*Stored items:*
========

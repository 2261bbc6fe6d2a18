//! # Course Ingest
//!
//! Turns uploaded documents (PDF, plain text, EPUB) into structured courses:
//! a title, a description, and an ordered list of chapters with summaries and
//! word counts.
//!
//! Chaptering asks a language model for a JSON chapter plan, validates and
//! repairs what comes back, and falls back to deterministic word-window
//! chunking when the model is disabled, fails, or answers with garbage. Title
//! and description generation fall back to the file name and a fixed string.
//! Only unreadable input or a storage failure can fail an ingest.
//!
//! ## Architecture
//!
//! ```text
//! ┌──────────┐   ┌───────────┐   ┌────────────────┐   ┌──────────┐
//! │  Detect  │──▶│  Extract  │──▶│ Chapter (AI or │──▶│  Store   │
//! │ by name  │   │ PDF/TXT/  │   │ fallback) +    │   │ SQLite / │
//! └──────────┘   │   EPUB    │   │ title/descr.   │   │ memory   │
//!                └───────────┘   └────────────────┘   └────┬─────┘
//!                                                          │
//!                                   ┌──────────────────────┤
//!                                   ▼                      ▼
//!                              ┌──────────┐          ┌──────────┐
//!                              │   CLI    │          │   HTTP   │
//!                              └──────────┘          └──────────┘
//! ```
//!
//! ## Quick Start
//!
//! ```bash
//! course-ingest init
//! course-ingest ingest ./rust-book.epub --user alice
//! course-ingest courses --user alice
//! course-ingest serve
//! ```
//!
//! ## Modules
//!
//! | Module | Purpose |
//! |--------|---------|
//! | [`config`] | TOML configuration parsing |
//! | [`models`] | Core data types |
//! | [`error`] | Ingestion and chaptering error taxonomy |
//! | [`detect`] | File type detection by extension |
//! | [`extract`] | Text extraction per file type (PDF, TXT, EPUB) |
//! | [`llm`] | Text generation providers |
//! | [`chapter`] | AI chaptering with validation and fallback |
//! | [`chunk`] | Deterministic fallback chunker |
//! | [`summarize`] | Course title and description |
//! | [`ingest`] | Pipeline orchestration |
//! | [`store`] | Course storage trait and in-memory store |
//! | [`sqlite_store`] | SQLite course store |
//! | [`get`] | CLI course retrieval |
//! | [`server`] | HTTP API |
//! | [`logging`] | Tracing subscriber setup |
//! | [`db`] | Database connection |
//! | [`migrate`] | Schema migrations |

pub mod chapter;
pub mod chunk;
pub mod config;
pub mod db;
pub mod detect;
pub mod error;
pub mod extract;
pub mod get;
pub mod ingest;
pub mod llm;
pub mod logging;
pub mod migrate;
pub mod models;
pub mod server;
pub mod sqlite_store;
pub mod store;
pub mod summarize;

========

*REQUIREMENT:*
Take the line above containing "fallback chunker |", the line containing "subscriber setup |", and all lines in between, and copy them exactly without anything else.

*OUTPUT FOR THIS EXERCISE:*
//! | [`chunk`] | Deterministic fallback chunker |
//! | [`summarize`] | Course title and description |
//! | [`ingest`] | Pipeline orchestration |
//! | [`store`] | Course storage trait and in-memory store |
//! | [`sqlite_store`] | SQLite course store |
//! | [`get`] | CLI course retrieval |
//! | [`server`] | HTTP API |
//! | [`logging`] | Tracing subscriber setup |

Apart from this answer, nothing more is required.